- TASK GOAL: The lines from the start of the data through the line with "pub struct ParseResult" are to be returned verbatim; all later lines are to be omitted.

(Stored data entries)
┏━━

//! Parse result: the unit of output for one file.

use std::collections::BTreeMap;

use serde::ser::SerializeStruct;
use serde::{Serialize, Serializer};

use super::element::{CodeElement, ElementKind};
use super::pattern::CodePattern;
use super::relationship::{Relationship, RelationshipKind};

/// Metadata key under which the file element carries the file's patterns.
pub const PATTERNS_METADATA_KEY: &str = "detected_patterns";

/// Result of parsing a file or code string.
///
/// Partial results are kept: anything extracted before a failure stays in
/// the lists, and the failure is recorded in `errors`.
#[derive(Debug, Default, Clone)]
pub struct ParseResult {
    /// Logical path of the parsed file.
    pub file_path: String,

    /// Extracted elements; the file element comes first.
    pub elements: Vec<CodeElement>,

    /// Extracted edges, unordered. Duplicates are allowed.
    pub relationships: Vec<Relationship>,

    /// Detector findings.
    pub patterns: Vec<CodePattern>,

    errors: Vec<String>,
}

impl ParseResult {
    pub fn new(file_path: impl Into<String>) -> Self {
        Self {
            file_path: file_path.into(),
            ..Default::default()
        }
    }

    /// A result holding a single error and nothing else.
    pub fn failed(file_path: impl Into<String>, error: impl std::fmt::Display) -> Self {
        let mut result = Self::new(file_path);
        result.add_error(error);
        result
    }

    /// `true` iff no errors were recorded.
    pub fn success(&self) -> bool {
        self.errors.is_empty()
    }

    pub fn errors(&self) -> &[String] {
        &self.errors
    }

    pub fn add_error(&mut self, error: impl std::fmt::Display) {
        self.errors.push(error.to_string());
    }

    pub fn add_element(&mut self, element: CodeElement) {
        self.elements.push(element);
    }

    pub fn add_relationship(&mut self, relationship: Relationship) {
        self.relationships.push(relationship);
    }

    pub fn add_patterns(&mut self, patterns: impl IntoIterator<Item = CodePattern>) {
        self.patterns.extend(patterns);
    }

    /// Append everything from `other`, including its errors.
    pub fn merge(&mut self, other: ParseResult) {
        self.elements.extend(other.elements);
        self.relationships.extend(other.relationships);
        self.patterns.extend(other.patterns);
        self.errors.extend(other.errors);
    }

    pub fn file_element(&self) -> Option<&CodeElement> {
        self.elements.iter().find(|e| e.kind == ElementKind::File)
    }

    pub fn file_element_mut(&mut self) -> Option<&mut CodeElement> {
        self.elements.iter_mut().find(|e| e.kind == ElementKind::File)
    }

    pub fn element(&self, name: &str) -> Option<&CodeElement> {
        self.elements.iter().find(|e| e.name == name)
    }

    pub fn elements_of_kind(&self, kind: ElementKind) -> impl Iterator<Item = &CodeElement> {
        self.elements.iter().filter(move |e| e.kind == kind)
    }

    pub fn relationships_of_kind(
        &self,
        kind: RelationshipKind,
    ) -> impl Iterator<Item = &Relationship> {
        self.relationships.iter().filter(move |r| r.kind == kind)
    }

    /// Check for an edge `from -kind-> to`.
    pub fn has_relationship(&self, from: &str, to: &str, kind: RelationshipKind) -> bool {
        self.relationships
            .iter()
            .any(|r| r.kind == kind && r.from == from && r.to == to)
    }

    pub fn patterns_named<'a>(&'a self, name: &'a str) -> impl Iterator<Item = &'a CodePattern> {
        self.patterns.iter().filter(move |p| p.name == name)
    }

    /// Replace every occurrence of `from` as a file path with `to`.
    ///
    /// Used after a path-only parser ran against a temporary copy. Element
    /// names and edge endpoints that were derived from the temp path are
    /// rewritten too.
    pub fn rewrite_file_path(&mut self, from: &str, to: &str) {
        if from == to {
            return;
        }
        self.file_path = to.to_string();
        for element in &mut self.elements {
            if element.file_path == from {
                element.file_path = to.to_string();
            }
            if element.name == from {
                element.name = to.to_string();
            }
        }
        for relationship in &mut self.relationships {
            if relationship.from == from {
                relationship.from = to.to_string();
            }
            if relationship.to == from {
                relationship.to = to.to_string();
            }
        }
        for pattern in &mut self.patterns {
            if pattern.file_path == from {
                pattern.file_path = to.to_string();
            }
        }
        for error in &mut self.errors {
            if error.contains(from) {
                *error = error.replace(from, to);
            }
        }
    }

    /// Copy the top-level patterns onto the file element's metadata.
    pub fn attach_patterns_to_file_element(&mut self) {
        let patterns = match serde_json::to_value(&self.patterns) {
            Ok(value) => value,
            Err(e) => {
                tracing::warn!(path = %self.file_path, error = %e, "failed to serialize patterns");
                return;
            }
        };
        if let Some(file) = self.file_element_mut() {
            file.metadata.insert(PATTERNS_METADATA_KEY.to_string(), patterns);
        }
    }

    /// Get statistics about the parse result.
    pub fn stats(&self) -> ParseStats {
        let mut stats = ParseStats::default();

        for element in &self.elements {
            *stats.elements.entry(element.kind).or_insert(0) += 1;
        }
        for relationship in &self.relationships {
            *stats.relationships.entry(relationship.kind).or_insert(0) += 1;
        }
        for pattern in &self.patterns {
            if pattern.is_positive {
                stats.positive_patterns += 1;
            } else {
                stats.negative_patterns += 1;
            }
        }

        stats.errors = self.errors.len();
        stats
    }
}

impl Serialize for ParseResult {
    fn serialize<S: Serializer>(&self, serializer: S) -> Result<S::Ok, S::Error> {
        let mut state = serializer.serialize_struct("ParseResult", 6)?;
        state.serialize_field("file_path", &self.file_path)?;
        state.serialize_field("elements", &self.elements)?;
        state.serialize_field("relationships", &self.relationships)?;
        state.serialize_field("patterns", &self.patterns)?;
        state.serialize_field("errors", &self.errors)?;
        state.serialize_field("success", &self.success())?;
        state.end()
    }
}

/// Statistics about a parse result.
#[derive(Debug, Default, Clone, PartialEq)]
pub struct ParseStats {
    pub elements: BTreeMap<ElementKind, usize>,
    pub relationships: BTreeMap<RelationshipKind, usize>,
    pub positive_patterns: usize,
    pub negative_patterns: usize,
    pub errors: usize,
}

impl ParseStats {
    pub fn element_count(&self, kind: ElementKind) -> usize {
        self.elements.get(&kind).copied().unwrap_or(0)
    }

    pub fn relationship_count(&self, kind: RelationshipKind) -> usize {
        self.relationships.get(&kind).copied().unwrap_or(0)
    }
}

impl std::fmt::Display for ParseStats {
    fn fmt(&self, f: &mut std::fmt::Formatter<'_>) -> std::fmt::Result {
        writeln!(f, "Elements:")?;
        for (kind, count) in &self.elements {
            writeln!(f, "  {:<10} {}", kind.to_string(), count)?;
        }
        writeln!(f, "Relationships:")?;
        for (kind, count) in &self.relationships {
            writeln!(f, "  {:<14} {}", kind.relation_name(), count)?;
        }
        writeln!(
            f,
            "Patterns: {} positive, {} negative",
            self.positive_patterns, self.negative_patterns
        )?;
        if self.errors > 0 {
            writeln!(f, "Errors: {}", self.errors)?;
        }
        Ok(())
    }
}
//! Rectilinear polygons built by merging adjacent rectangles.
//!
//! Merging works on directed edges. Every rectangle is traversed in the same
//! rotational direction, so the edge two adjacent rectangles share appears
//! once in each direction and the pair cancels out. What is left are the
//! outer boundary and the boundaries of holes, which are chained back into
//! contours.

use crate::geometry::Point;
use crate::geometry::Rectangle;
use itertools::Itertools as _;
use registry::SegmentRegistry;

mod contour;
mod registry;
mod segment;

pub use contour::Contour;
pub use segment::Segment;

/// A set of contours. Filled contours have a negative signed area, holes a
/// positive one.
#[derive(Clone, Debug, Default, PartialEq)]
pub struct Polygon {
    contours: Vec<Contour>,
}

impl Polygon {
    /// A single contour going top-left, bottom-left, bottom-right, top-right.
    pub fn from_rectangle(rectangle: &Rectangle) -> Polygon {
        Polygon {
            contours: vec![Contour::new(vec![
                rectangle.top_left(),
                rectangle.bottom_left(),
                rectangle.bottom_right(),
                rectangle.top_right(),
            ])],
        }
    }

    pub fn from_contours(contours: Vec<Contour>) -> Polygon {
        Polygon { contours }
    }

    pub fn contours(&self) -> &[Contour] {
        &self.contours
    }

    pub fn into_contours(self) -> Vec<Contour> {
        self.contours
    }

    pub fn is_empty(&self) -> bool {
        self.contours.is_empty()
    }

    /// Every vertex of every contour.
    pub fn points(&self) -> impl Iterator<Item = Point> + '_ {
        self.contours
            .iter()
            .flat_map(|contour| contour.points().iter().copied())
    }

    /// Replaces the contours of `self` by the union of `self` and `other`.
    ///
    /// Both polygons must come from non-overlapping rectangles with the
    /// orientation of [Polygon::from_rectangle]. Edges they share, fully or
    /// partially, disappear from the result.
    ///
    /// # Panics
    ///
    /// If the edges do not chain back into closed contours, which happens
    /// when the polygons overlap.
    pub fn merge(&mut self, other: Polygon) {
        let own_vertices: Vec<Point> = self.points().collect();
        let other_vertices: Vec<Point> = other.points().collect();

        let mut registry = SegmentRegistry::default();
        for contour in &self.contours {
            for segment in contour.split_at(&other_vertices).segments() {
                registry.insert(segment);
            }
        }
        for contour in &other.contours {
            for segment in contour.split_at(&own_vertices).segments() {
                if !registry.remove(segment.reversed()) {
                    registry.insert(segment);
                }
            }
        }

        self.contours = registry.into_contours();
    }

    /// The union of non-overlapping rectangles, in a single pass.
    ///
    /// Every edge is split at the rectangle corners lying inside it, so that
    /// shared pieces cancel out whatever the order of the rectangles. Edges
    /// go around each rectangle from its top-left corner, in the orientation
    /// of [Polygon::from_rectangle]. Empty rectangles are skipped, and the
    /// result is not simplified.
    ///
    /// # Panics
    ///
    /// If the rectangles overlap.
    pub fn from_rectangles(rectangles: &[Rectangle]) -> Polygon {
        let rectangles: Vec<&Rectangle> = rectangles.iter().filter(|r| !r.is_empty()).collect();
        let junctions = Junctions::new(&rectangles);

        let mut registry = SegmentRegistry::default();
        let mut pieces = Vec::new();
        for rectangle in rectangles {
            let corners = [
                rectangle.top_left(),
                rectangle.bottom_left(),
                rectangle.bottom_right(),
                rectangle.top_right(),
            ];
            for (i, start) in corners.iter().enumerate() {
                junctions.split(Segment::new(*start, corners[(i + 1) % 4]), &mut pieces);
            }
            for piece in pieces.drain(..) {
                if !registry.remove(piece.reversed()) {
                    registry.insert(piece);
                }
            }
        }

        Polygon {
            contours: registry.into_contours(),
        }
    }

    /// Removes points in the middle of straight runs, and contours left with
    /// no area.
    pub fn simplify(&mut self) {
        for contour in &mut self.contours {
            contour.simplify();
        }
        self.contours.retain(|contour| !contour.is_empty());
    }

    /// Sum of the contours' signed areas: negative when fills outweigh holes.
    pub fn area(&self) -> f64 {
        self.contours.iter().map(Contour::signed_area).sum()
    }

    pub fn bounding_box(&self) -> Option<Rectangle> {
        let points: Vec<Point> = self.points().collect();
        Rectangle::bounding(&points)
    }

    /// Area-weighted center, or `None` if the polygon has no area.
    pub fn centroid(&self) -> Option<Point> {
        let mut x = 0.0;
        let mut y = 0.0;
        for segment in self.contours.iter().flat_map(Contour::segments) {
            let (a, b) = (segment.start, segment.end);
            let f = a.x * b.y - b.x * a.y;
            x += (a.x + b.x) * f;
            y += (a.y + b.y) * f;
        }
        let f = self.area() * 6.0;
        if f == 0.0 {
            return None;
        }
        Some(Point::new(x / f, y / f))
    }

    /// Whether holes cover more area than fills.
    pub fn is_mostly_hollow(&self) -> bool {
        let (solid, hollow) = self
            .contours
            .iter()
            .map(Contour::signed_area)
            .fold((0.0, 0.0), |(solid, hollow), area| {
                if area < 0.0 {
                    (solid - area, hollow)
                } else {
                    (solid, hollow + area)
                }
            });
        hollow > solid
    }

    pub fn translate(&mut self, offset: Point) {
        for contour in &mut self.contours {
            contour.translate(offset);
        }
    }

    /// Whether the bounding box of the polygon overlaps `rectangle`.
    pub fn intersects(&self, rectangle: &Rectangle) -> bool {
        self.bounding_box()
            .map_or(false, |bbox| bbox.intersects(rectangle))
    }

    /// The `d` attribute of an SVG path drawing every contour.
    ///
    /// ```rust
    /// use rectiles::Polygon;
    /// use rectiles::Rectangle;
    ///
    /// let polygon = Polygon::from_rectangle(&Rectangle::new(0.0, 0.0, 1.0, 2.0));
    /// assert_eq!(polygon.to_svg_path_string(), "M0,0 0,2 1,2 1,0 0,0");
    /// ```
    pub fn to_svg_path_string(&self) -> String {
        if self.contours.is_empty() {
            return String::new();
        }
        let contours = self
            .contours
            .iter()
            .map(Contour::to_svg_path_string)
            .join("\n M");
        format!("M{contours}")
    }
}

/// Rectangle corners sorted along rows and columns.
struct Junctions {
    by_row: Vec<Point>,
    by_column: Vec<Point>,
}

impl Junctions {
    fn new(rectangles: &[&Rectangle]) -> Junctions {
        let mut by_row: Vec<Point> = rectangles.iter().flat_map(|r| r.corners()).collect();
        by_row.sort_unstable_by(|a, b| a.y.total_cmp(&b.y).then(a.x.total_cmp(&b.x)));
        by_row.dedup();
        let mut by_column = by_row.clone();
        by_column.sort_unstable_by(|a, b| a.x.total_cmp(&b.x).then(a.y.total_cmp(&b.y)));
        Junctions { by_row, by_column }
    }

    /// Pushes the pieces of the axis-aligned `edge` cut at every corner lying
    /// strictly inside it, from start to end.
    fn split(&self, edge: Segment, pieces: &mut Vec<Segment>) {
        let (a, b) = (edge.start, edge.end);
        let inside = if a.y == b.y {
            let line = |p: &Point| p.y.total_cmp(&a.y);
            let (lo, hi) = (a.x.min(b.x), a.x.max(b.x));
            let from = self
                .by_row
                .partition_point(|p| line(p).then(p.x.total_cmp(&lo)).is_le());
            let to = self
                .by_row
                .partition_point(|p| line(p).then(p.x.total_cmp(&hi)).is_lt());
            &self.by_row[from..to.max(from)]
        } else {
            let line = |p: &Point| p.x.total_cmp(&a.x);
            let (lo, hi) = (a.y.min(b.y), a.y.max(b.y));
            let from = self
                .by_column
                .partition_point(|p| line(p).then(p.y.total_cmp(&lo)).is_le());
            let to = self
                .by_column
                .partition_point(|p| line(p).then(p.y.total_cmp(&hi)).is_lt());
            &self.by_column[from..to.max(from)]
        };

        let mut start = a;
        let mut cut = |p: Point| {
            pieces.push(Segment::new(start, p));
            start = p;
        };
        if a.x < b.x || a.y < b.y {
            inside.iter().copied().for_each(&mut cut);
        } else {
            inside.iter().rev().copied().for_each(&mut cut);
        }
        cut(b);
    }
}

┗━━

- OUTPUT BELOW:
//! Parse result: the unit of output for one file.

use std::collections::BTreeMap;

use serde::ser::SerializeStruct;
use serde::{Serialize, Serializer};

use super::element::{CodeElement, ElementKind};
use super::pattern::CodePattern;
use super::relationship::{Relationship, RelationshipKind};

/// Metadata key under which the file element carries the file's patterns.
pub const PATTERNS_METADATA_KEY: &str = "detected_patterns";

/// Result of parsing a file or code string.
///
/// Partial results are kept: anything extracted before a failure stays in
/// the lists, and the failure is recorded in `errors`.
#[derive(Debug, Default, Clone)]
pub struct ParseResult {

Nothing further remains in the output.